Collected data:
_ _ _ _

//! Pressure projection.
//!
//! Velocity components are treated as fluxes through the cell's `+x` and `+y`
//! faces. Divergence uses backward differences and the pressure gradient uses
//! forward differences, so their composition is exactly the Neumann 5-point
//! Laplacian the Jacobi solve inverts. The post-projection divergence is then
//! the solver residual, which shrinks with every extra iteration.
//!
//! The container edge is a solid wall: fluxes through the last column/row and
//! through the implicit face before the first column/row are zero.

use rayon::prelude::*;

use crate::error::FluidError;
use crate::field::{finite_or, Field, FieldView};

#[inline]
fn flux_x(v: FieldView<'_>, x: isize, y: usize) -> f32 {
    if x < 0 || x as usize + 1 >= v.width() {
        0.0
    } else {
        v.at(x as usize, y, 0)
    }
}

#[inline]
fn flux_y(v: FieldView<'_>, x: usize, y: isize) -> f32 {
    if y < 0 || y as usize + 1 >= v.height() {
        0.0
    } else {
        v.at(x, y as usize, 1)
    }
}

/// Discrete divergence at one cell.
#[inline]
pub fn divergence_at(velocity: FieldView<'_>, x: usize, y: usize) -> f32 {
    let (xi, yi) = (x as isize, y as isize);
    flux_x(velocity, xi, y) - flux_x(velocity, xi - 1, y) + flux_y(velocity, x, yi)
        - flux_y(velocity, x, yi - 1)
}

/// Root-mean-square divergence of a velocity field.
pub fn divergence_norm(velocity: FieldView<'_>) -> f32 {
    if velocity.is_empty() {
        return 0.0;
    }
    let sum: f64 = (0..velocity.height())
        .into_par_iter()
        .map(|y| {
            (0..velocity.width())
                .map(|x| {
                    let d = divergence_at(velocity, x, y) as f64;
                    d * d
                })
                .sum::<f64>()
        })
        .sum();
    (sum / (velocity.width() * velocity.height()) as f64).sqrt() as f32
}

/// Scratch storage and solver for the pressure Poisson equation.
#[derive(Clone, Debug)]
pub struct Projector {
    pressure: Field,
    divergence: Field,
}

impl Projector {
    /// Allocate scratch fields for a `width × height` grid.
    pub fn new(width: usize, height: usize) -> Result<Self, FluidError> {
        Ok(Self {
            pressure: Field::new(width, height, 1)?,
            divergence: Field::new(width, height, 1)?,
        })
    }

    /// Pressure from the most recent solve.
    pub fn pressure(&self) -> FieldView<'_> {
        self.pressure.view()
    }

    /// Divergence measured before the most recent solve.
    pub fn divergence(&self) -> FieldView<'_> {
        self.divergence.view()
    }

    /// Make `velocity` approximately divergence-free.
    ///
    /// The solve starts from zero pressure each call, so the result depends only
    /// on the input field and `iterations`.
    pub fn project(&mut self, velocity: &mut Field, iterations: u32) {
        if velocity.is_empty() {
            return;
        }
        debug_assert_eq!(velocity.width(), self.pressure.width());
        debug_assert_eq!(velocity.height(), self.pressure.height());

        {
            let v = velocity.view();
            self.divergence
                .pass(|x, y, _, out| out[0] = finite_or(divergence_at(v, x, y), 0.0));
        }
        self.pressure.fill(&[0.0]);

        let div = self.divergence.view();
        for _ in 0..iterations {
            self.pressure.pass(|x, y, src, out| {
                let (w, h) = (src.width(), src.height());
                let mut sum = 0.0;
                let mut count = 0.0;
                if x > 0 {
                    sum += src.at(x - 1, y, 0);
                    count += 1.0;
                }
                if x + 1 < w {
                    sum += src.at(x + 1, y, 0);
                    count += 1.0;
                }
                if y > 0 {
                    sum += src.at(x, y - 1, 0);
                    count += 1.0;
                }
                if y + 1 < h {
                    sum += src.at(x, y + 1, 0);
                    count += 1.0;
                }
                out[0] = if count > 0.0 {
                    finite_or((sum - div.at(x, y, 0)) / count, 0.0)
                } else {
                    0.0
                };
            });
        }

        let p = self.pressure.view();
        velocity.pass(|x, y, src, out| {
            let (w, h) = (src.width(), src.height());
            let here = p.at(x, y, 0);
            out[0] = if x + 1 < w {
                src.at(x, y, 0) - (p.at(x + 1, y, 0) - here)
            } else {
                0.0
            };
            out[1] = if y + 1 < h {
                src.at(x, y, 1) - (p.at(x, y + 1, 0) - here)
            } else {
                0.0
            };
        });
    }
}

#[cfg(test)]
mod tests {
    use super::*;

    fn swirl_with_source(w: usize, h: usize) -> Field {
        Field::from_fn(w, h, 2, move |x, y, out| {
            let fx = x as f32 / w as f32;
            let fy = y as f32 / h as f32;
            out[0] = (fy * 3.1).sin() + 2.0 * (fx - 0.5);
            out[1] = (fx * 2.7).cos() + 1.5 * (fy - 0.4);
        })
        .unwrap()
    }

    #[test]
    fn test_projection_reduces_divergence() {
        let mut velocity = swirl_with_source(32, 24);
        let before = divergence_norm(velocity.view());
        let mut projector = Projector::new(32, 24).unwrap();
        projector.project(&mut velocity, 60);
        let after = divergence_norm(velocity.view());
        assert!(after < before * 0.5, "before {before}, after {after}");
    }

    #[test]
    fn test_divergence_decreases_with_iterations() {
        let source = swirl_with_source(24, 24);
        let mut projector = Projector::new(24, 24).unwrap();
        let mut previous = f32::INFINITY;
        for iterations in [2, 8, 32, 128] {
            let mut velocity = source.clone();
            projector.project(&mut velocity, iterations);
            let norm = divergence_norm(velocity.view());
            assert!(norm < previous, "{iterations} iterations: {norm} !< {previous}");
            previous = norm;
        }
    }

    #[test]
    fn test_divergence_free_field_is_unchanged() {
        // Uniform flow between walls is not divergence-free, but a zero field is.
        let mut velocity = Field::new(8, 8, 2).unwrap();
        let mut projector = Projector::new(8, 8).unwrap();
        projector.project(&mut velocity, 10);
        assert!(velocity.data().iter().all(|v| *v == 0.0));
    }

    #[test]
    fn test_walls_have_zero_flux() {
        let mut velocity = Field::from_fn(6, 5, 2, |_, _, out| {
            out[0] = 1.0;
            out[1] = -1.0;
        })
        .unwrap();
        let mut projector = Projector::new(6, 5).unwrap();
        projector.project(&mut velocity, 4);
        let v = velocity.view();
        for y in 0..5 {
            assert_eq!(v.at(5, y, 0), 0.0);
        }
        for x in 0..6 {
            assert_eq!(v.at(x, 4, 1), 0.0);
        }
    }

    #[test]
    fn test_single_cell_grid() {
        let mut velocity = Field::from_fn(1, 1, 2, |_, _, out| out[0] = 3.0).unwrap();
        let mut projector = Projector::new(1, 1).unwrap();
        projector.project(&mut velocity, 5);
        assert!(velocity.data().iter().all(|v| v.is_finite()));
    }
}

_ _ _ _

WORK INSTRUCTIONS: Your task is to repeat the records exactly. Begin at their first line and stop after the line containing "let d = divergence_at(velocity, x, y)".

SOLUTION TO THE EXERCISE:
//! Pressure projection.
//!
//! Velocity components are treated as fluxes through the cell's `+x` and `+y`
//! faces. Divergence uses backward differences and the pressure gradient uses
//! forward differences, so their composition is exactly the Neumann 5-point
//! Laplacian the Jacobi solve inverts. The post-projection divergence is then
//! the solver residual, which shrinks with every extra iteration.
//!
//! The container edge is a solid wall: fluxes through the last column/row and
//! through the implicit face before the first column/row are zero.

use rayon::prelude::*;

use crate::error::FluidError;
use crate::field::{finite_or, Field, FieldView};

#[inline]
fn flux_x(v: FieldView<'_>, x: isize, y: usize) -> f32 {
    if x < 0 || x as usize + 1 >= v.width() {
        0.0
    } else {
        v.at(x as usize, y, 0)
    }
}

#[inline]
fn flux_y(v: FieldView<'_>, x: usize, y: isize) -> f32 {
    if y < 0 || y as usize + 1 >= v.height() {
        0.0
    } else {
        v.at(x, y as usize, 1)
    }
}

/// Discrete divergence at one cell.
#[inline]
pub fn divergence_at(velocity: FieldView<'_>, x: usize, y: usize) -> f32 {
    let (xi, yi) = (x as isize, y as isize);
    flux_x(velocity, xi, y) - flux_x(velocity, xi - 1, y) + flux_y(velocity, x, yi)
        - flux_y(velocity, x, yi - 1)
}

/// Root-mean-square divergence of a velocity field.
pub fn divergence_norm(velocity: FieldView<'_>) -> f32 {
    if velocity.is_empty() {
        return 0.0;
    }
    let sum: f64 = (0..velocity.height())
        .into_par_iter()
        .map(|y| {
            (0..velocity.width())
                .map(|x| {
                    let d = divergence_at(velocity, x, y) as f64;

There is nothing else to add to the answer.